VIAN (Boris)

Devant le maigre écho que rencontre alors son œuvre littéraire, Boris Vian va se consacrer presque exclusivement à la chanson. Cependant on ne peut qu’être impressionné par l’épaisseur du volume regroupant les textes des chansons écrites par l’auteur de L’écume des jours. Même en ne conservant que ceux qui reçurent une musique (de Jimmy Walter, Alain Goraguer, Henri Salvador) on reste confondu devant l’importance d’une production aussi limitée dans le temps (Vian n’écrivit des chansons qu’à partir de 1954 et ceci jusqu’à sa mort, en juin 1959). On ne dira pas que ces chansons relevant de genres très différents sont de “qualité diverse” si l’on sait que Vian revendiquait le droit d’écrire des chansons idiotes. Sans toujours obtenir le résultat voulu contrairement à la grande majorité de ceux qui ne revendiqueraient rien de tel. Parallèlement à cette activité de parolier Boris Vian exerçait les fonctions de directeur artistique chez Philips. Ceci et cela lui donnant l’occasion d’écrire le fameux “En avant la zizique... et par ici les gros sous” (paru du vivant de l’auteur), “réquisitoire impitoyable contre les auteurs de chansons ineptes, les plagiaires éhontés, les producteurs lâches ou malhonnêtes”, etc.). Dans la préface de ce livre Vian écrit ces lignes, fondamentales : “La chanson, disons le tout de suite, n’a rien d’un art mineur. Le mineur ne chante pas en travaillant, et Walt Disney l’a bien compris, qui faisait siffler ses nains”
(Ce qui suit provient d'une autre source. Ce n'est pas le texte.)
//! Middleware chain that event batches flow through.

use std::sync::Arc;

use async_trait::async_trait;
use burrow_core::BurrowResult;

use crate::event::EventRecord;

/// What the chain does after a middleware returns.
#[derive(Debug, Clone, Copy, PartialEq, Eq)]
pub enum Flow {
    /// Hand the batch to the next middleware
    Next,
    /// Stop here; later middleware does not see this batch
    End,
}

#[async_trait]
pub trait Middleware: Send + Sync {
    async fn handle(&self, batch: &[EventRecord]) -> BurrowResult<Flow>;
}

/// Runs every batch through its middleware in registration order.
#[derive(Default, Clone)]
pub struct EventRouter {
    chain: Vec<Arc<dyn Middleware>>,
}

impl EventRouter {
    pub fn new() -> Self {
        Self::default()
    }

    pub fn use_middleware(&mut self, middleware: Arc<dyn Middleware>) -> &mut Self {
        self.chain.push(middleware);
        self
    }

    pub fn len(&self) -> usize {
        self.chain.len()
    }

    pub fn is_empty(&self) -> bool {
        self.chain.is_empty()
    }

    /// Dispatch one batch. Returns the flow of the last middleware that ran
    /// (`Next` for an empty chain); the first error aborts the chain.
    pub async fn dispatch(&self, batch: &[EventRecord]) -> BurrowResult<Flow> {
        for (position, middleware) in self.chain.iter().enumerate() {
            if middleware.handle(batch).await? == Flow::End {
                tracing::debug!(position, events = batch.len(), "chain ended early");
                return Ok(Flow::End);
            }
        }
        Ok(Flow::Next)
    }
}
//! The explicitly constructed context that owns driver selection, the
//! instance pool and the query engine.

use std::sync::Arc;

use crate::config::Config;
use crate::database::Database;
use crate::driver::{Driver, FileDriver, MemoryDriver};
use crate::engine::QueryEngine;
use crate::error::BurrowResult;
use crate::pool::InstancePool;
use crate::selection::DriverSelector;

/// Entry point: build one per process (or per test) and hand out
/// [`Database`] views from it.
///
/// Construction validates the config and runs driver selection, so the
/// backend is fixed before the first database is opened.
pub struct Burrow {
    config: Config,
    selector: Arc<DriverSelector>,
    engine: Arc<QueryEngine>,
}

impl Burrow {
    /// In-memory primary with the filesystem driver under
    /// `config.data_dir` as fallback.
    pub async fn open(config: Config) -> BurrowResult<Self> {
        Self::builder(config).build().await
    }

    pub fn builder(config: Config) -> BurrowBuilder {
        BurrowBuilder { config, primary: None, fallback: None }
    }

    pub fn config(&self) -> &Config {
        &self.config
    }

    /// View bound to the logical database `name`.
    pub fn database(&self, name: impl Into<String>) -> Database {
        Database::new(Arc::clone(&self.engine), name)
    }

    pub fn engine(&self) -> &Arc<QueryEngine> {
        &self.engine
    }

    /// Name of the driver chosen at construction.
    pub async fn driver_name(&self) -> &'static str {
        self.selector.select().await.name()
    }

    pub fn used_fallback(&self) -> bool {
        self.selector.used_fallback().unwrap_or(false)
    }

    /// Release every cached handle. Data stays with the driver.
    pub fn close(self) {
        self.engine.pool().clear();
        tracing::debug!("burrow closed");
    }
}

pub struct BurrowBuilder {
    config: Config,
    primary: Option<Arc<dyn Driver>>,
    fallback: Option<Arc<dyn Driver>>,
}

impl BurrowBuilder {
    pub fn primary(mut self, driver: Arc<dyn Driver>) -> Self {
        self.primary = Some(driver);
        self
    }

    pub fn fallback(mut self, driver: Arc<dyn Driver>) -> Self {
        self.fallback = Some(driver);
        self
    }

    pub async fn build(self) -> BurrowResult<Burrow> {
        self.config.validate()?;
        let primary: Arc<dyn Driver> = match self.primary {
            Some(driver) => driver,
            None => Arc::new(MemoryDriver::new()),
        };
        let fallback: Arc<dyn Driver> = match self.fallback {
            Some(driver) => driver,
            None => Arc::new(FileDriver::new(&self.config)),
        };

        let selector = Arc::new(DriverSelector::new(primary, fallback));
        let driver = selector.select().await;
        tracing::debug!(
            driver = driver.name(),
            fallback = ?selector.used_fallback(),
            "driver selected"
        );

        let pool = Arc::new(InstancePool::new(Arc::clone(&selector)));
        let engine = Arc::new(QueryEngine::new(pool, self.config.query_size_limit));
        Ok(Burrow { config: self.config, selector, engine })
    }
}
Boris Vian a été bien servi par ses interprètes : en premier lieu Henri Salvador (Oh ! si y’avait pas ton père, Ça pince, Je ne peux pas travailler, Moi j’préfère la marche à pied, Le blues du dentiste, A Cannes cet été, Faut rigoler, Rock and roll mops), mais également Mouloudji (Allons z’enfants, Le déserteur, Valse jaune), Magali Noël (Fais moi mal Johnny), Renée Lebas, Philippe Clay, puis (après la mort de Boris Vian), Pauline Julien, Jacques Higelin, les Charlots, Serge Reggiani (Arthur, où t’as mis le corps, La vie c’est comme une dent, Quand j’aurai du vent dans mon crâne), parmi de très nombreux interprètes.

Boris Vian passe de l’écriture à la scène en 1955. Lui que l’on ne considère pas véritablement comme un chanteur (pas plus que l’intéressé) se produit à Paris aux Trois Baudets, puis fait la tournée des casinos en province (il sera persona non grata dans plusieurs villes de France en raison de la présence de la chanson Le déserteur dans son tour de chant). Cette même année Vian enregistre un disque comportant la plupart de ses “grandes chansons” (il ne manque à cette liste que Valse jaune, Allons z’enfants, L’âme slave). Ce 25 cm, devenu aujourd’hui un “classique” (sur la pochette du disque figure la fameuse Brasier), outre Le déserteur, comporte Le cinématographe, Je bois, La java des bombes atomiques, Le petit commerce, Bourrée de complexes. Ainsi que ces immortels chefs-d'oeuvre qui ont pour nom J’suis snob (l’idée de génie étant de nous présenter un snob qui affiche son snobisme), La complainte du progrès (dans les années 50, déjà, Boris Vian épinglait la future “société de consommation” : rien ne nous dit que ses contemporains aient pris pour “argent comptant” ce qui pouvait relever de l’insolite, de la science-fiction ou de l’humour propre à l’auteur), On est pas là pour se faire engueuler et Les joyeux bouchers.